A small piece of the empire lives on at Mt. Athos. I’ve seen remnants of the Empire there, in Greece, Turkey, Bulgaria, Crimea and Russia. Tsarist Russia (especially before Catherine the Great) was basically Northern Rome, with a Slavic language. So much in common. Today, the civilization is perpetuated by these echoes, the Greek language and the Orthodox Tradition. There WAS a deliberate campaign to denigrate or dismiss this mighty civilization. It has a specific spirit that you can still see and smell and touch around he world, and participate in intellectually and spiritually. It may yet survive.
Dear Writer , I read your article because being in quarantine I enjoy also read from internet, that usually I do not!

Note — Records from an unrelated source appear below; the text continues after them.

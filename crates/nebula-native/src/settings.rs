//! Command-line and environment settings for the desktop preview.

use anyhow::Context;
use nebula_core::NebulaConfig;
use std::path::Path;

pub const SEED_ENV: &str = "NEBULA_SEED";

/// Fraction of the window resolution the CPU raster runs at.
pub const RASTER_SCALE: f32 = 0.5;

/// Config from an optional JSON file, then the seed override applied.
pub fn load(path: Option<&Path>, seed_override: Option<&str>) -> anyhow::Result<NebulaConfig> {
    let config = match path {
        Some(p) => {
            let text = std::fs::read_to_string(p)
                .with_context(|| format!("reading {}", p.display()))?;
            NebulaConfig::from_json(&text).with_context(|| format!("parsing {}", p.display()))?
        }
        None => NebulaConfig::default(),
    };
    apply_seed(config, seed_override)
}

pub fn apply_seed(mut config: NebulaConfig, seed: Option<&str>) -> anyhow::Result<NebulaConfig> {
    if let Some(s) = seed {
        let seed = s
            .trim()
            .parse::<u64>()
            .with_context(|| format!("{SEED_ENV} must be an unsigned integer, got {s:?}"))?;
        config.seed = Some(seed);
    }
    Ok(config)
}

/// Raster dimensions for a window of `width` x `height` physical pixels.
pub fn raster_size(width: u32, height: u32) -> (u32, u32) {
    let scale = |v: u32| ((v as f32 * RASTER_SCALE).round() as u32).max(1);
    (scale(width), scale(height))
}
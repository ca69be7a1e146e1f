#![cfg(target_arch = "wasm32")]
use nebula_core::{Lifecycle, NebulaConfig};
use std::cell::RefCell;
use std::rc::Rc;
use wasm_bindgen::prelude::*;

mod canvas;
mod constants;
mod css;
mod dom;
mod frame;

use constants::DEFAULT_CANVAS_ID;

#[wasm_bindgen(start)]
pub fn start() -> Result<(), JsValue> {
    console_error_panic_hook::set_once();
    console_log::init_with_level(log::Level::Info).ok();
    log::info!("nebula-web loaded");
    Ok(())
}

/// Handle to a mounted backdrop.
///
/// Inert when the page had no usable canvas: every method is then a no-op.
#[wasm_bindgen]
pub struct NebulaBackground {
    mounted: Option<Rc<RefCell<frame::Mounted>>>,
}

#[wasm_bindgen]
impl NebulaBackground {
    /// Mount with default settings on `canvas_id` (or `#nebula-canvas`).
    pub fn mount(canvas_id: Option<String>) -> NebulaBackground {
        Self::mount_inner(canvas_id, NebulaConfig::default())
    }

    /// Mount with a JSON configuration; malformed or invalid JSON throws.
    #[wasm_bindgen(js_name = mountWithConfig)]
    pub fn mount_with_config(
        canvas_id: Option<String>,
        config_json: &str,
    ) -> Result<NebulaBackground, JsValue> {
        let config =
            NebulaConfig::from_json(config_json).map_err(|e| JsValue::from_str(&e.to_string()))?;
        Ok(Self::mount_inner(canvas_id, config))
    }

    fn mount_inner(canvas_id: Option<String>, config: NebulaConfig) -> NebulaBackground {
        let id = canvas_id.as_deref().unwrap_or(DEFAULT_CANVAS_ID);
        let mounted = match frame::mount(id, config) {
            Ok(m) => m,
            Err(e) => {
                log::error!("mount error: {e:?}");
                None
            }
        };
        NebulaBackground { mounted }
    }

    pub fn start(&self) {
        if let Some(m) = &self.mounted {
            if let Err(e) = m.borrow_mut().anim.start() {
                log::warn!("start ignored: {e}");
            }
        }
    }

    pub fn stop(&self) {
        if let Some(m) = &self.mounted {
            if let Err(e) = m.borrow_mut().anim.stop() {
                log::warn!("stop ignored: {e}");
            }
        }
    }

    /// Stop if needed and release the canvas; the handle becomes inert.
    pub fn dispose(&mut self) {
        if let Some(m) = self.mounted.take() {
            if let Err(e) = m.borrow_mut().anim.dispose() {
                log::warn!("dispose: {e}");
            }
        }
    }

    #[wasm_bindgen(js_name = isRunning)]
    pub fn is_running(&self) -> bool {
        self.mounted
            .as_ref()
            .is_some_and(|m| m.borrow().anim.state() == Lifecycle::Running)
    }
}

impl Drop for NebulaBackground {
    fn drop(&mut self) {
        self.dispose();
    }
}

I must say you must be really a fan of Byzantium. But most of the books you mention they are not serious publications, and some information are totally wrong. Moreover, many picture you have posted they have are wrong (as flags etc).Try to read more scholarly books, you will learn and enjoy more! best wishes
First of all there was never a state in existence in history called the “Byzantine” Empire. What you are talking about is the Roman Empire, the state that was born on the Tiber, once ruled by Octavian Augustus, and died on the Bosporus in 1453.
As several here have written, the term “Byzantine” was coined after the fall of the Roman Empire (in 1453) by a German historian who, in the by then, long tradition of the Western European states, of trying to wrest Roman history from the Romans by not calling them Roman.
That historian did not use the “Greek Empire”, a designation that could get you thrown in jail, by enraged Roman Emperors, if you used it on diplomatic missions to the Roman capital Constantinople. Instead he came up with “Byzantine” after Byzantium, the name of the small town that had occupied the same spot, before Constantine I had founded his new capital; New Rome, there. This new Rome came to be called Constantinople (i.e. Constantine’s city).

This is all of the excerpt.